Enhancing the performance of hybrid nanocrystalline metal oxides / polymer solar cells using dye as interface modifier

Abstract

Hybrid Polymer / Metal oxide nanocomposite is a good and simple model system to study the effects of interfacial properties and film morphology on the performance of bulk heterojunction solar cells1-3 . Considerable interest has been paid on these hybrid solar cells for more than two decades because of the expertise knowledge generated with this system which has proved4 to be valuable in improving the performance of other organic based solar cells5,6 such as dye sensitized and perovskite solar cells6 . This talk reviews a range of dyes, including a novel thiophene derivative dye with a cyanoacrylic acid group ((E)-2-cyano-3-(3′,3′′,3′′′-trihexyl-[2,2′:5′,2′′:5′′,2′′′-quaterthiophene]-5-yl) acrylicacid)(4T) and Ru dyes, that have been applied to improve the performance of hybrid metal oxide / polymer solar cells. The insertion of dye at the interface improves the efficiency regardless of the dye used.

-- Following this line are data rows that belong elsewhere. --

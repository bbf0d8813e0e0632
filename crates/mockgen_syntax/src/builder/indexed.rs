//! Index-backed file builder.
//!
//! The index decides which declarations exist and where they are; the grammars fill in what the index does
//! not describe (parameters, return types, accessor blocks, inherited-type nodes). Properties keep the
//! index's view of type and writability, and re-read ownership from the source text.

use super::{FileBuilder, ownership_before};
use crate::ast::*;
use crate::config::ParseConfig;
use crate::diagnostics::{ErrorKind, Parsed, SyntaxError};
use crate::index::{EntryKind, IndexEntry, IndexError, StructureIndex};
use crate::lexer::{self, Token};
use crate::parser::Parser;

/// Builds the tree from a [`StructureIndex`] plus the source it describes.
#[derive(Debug, Clone, Default)]
pub struct IndexedFileBuilder {
    index: StructureIndex,
    config: ParseConfig,
}

impl IndexedFileBuilder {
    pub fn new(index: StructureIndex) -> Self {
        Self {
            index,
            config: ParseConfig::default(),
        }
    }

    /// Read the index from SourceKit-style JSON.
    pub fn from_json(json: &str) -> Result<Self, IndexError> {
        Ok(Self::new(StructureIndex::from_json(json)?))
    }

    pub fn with_config(mut self, config: ParseConfig) -> Self {
        self.config = config;
        self
    }
}

impl FileBuilder for IndexedFileBuilder {
    #[tracing::instrument(skip_all, fields(source_len = source.len(), entries = self.index.substructure.len()))]
    fn build(&self, source: &str) -> Parsed<File> {
        let (tokens, diagnostics) = lexer::lex_lossy(source);
        let mut build = IndexedBuild {
            source,
            tokens: &tokens,
            config: self.config,
            diagnostics,
        };
        let declarations = build.declarations(&self.index.substructure);
        let file = File {
            span: Span::new(0, source.len()),
            text: source.to_string(),
            declarations,
        };
        Parsed::new(file, build.diagnostics)
    }
}

/// State for one build: the source, its tokens, and the diagnostics collected so far.
struct IndexedBuild<'a> {
    source: &'a str,
    tokens: &'a [Token],
    config: ParseConfig,
    diagnostics: Vec<SyntaxError>,
}

impl<'a> IndexedBuild<'a> {
    /// Build the declarations for sibling entries, in offset order.
    fn declarations(&mut self, entries: &[IndexEntry]) -> Vec<Declaration> {
        let mut ordered: Vec<&IndexEntry> = entries.iter().collect();
        ordered.sort_by_key(|entry| entry.offset);
        ordered.into_iter().filter_map(|entry| self.declaration(entry)).collect()
    }

    fn declaration(&mut self, entry: &IndexEntry) -> Option<Declaration> {
        let kind = entry.entry_kind();
        if kind == EntryKind::Other {
            tracing::debug!(kind = %entry.kind, offset = entry.offset, "skipping index entry");
            return None;
        }
        let span = match entry.checked_span(self.source) {
            Ok(span) => span,
            Err(err) => {
                tracing::warn!(error = %err, "skipping index entry with invalid range");
                let at = entry.offset.min(self.source.len());
                self.diagnostics
                    .push(SyntaxError::new(ErrorKind::InvalidRange, err.to_string(), Span::new(at, at)));
                return None;
            }
        };

        match kind {
            EntryKind::Type(kind) => Some(Declaration::Type(self.type_declaration(entry, span, kind))),
            EntryKind::Function { is_static } => self.function(span, is_static).map(Declaration::Function),
            EntryKind::Subscript => self.subscript(span).map(Declaration::Subscript),
            EntryKind::Variable { is_static } => Some(Declaration::Variable(self.variable(entry, span, is_static))),
            EntryKind::Other => None,
        }
    }

    fn parser(&self, window: Span) -> Parser<'a> {
        Parser::windowed(self.source, self.tokens, window).with_config(self.config)
    }

    fn text(&self, span: Span) -> String {
        span.slice(self.source).unwrap_or_default().to_string()
    }

    fn type_declaration(&mut self, entry: &IndexEntry, span: Span, kind: TypeDeclarationKind) -> TypeDeclaration {
        let inherited_types = self.inherited_types(entry, span);
        let members = self.declarations(&entry.substructure);
        TypeDeclaration {
            kind,
            name: entry.name.clone().unwrap_or_default(),
            span,
            text: self.text(span),
            inherited_types,
            members,
        }
    }

    /// Parse the inheritance clause between the entry's name and its body.
    fn inherited_types(&mut self, entry: &IndexEntry, span: Span) -> Vec<TypeIdentifier> {
        let Some(name) = entry.name_span().filter(|name| span.contains(*name)) else {
            tracing::debug!(kind = %entry.kind, offset = entry.offset, "no name range; inherited types skipped");
            return Vec::new();
        };
        let end = entry
            .body_offset
            .filter(|body| (name.end..=span.end).contains(body))
            .unwrap_or(span.end);

        let mut parser = self.parser(Span::new(name.end, end));
        match parser.parse_inheritance() {
            Ok(types) => types,
            Err(err) => {
                self.diagnostics.push(err);
                Vec::new()
            }
        }
    }

    fn function(&mut self, span: Span, is_static: bool) -> Option<FunctionDeclaration> {
        let mut parser = self.parser(span);
        let result = parser.parse_function_declaration();
        self.diagnostics.extend(parser.take_errors());
        match result {
            Ok(mut func) => {
                func.span = span;
                func.text = self.text(span);
                func.is_static |= is_static;
                Some(func)
            }
            Err(err) => {
                self.diagnostics.push(err);
                None
            }
        }
    }

    fn subscript(&mut self, span: Span) -> Option<SubscriptDeclaration> {
        let mut parser = self.parser(span);
        let result = parser.parse_subscript_declaration();
        self.diagnostics.extend(parser.take_errors());
        match result {
            Ok(mut subscript) => {
                subscript.span = span;
                subscript.text = self.text(span);
                Some(subscript)
            }
            Err(err) => {
                self.diagnostics.push(err);
                None
            }
        }
    }

    /// Properties: index facts for name, type and writability; grammar only for child nodes.
    fn variable(&mut self, entry: &IndexEntry, span: Span, is_static: bool) -> VariableDeclaration {
        let mut parser = self.parser(span);
        let (type_annotation, accessors, declared_static) = match parser.parse_variable_declaration() {
            Ok(var) => (var.type_annotation, var.accessors, var.is_static),
            Err(err) => {
                tracing::debug!(error = %err, offset = entry.offset, "property grammar failed; using index facts only");
                (None, None, false)
            }
        };

        let ownership = if entry.has_weak_attribute() {
            ownership_before(self.source, entry.offset)
        } else {
            None
        };

        VariableDeclaration {
            name: entry.name.clone().unwrap_or_default(),
            span,
            text: self.text(span),
            type_name: entry.typename.clone().unwrap_or_default(),
            type_annotation,
            accessors,
            is_writable: entry.setter_accessibility.is_some(),
            ownership,
            is_static: is_static || declared_static,
        }
    }
}
impl TypeDeclarationKind {
    pub fn as_str(&self) -> &'static str {
        match self {
            TypeDeclarationKind::Class => "class",
            TypeDeclarationKind::Struct => "struct",
            TypeDeclarationKind::Enum => "enum",
            TypeDeclarationKind::Protocol => "protocol",
            TypeDeclarationKind::Extension => "extension",
            TypeDeclarationKind::Actor => "actor",
        }
    }
}

impl fmt::Display for TypeDeclarationKind {
    fn fmt(&self, f: &mut fmt::Formatter<'_>) -> fmt::Result {
        f.write_str(self.as_str())
    }
}

/// `class`/`struct`/`enum`/`protocol`/`extension`/`actor` declaration.
#[derive(Debug, Clone, PartialEq)]
pub struct TypeDeclaration {
    pub kind: TypeDeclarationKind,
    /// Declared name; for extensions, the extended type as written.
    pub name: String,
    pub span: Span,
    pub text: String,
    pub inherited_types: Vec<TypeIdentifier>,
    pub members: Vec<Declaration>,
}

impl TypeDeclaration {
    /// Nested type declarations, in source order.
    pub fn type_declarations(&self) -> impl Iterator<Item = &TypeDeclaration> {
        self.members.iter().filter_map(|m| match m {
            Declaration::Type(d) => Some(d),
            _ => None,
        })
    }

    pub fn function_declarations(&self) -> impl Iterator<Item = &FunctionDeclaration> {
        self.members.iter().filter_map(|m| match m {
            Declaration::Function(d) => Some(d),
            _ => None,
        })
    }

    pub fn variable_declarations(&self) -> impl Iterator<Item = &VariableDeclaration> {
        self.members.iter().filter_map(|m| match m {
            Declaration::Variable(d) => Some(d),
            _ => None,
        })
    }

    pub fn subscript_declarations(&self) -> impl Iterator<Item = &SubscriptDeclaration> {
        self.members.iter().filter_map(|m| match m {
            Declaration::Subscript(d) => Some(d),
            _ => None,
        })
    }
}
//! Grammar-only file builder.

use super::FileBuilder;
use crate::ast::File;
use crate::config::ParseConfig;
use crate::diagnostics::Parsed;
use crate::parser;

/// Builds the tree by parsing the whole file with the recursive-descent grammars.
///
/// Ownership comes from the `weak`/`unowned` modifiers in front of each declaration, writability from the
/// declaration form (`let`, stored `var`, accessor block, computed getter).
#[derive(Debug, Clone, Copy, Default)]
pub struct SyntaxFileBuilder {
    config: ParseConfig,
}

impl SyntaxFileBuilder {
    pub fn new() -> Self {
        Self::default()
    }

    pub fn with_config(config: ParseConfig) -> Self {
        Self { config }
    }
}

impl FileBuilder for SyntaxFileBuilder {
    #[tracing::instrument(skip_all, fields(source_len = source.len()))]
    fn build(&self, source: &str) -> Parsed<File> {
        parser::parse_file_with(source, self.config)
    }
}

However, 4T dye significantly improves the efficiency by a factor of three when compared to the corresponding control7 . This improvement is mainly due to increase in short circuit current density (JSC), which is consistent with higher hole-mobility reported in TiO2 / P3HT nanocomposite with 4T dye8 . Optical absorption data further reveals that 4T extends the spectral response of the TiO2 / P3HT nanocomposite which could also enhance the JSC. The reduced dark current upon dye insertion ensures that the carrier recombination is controlled at the interface and this in turn increased the open circuit voltage. Optimized hybrid TiO2 / P3HT device with 4T dye as an interface modifier showed average efficiency over 2 % under simulated irradiation of 100 mWcm-2 (1 sun) with Air Mass 1.5 filter.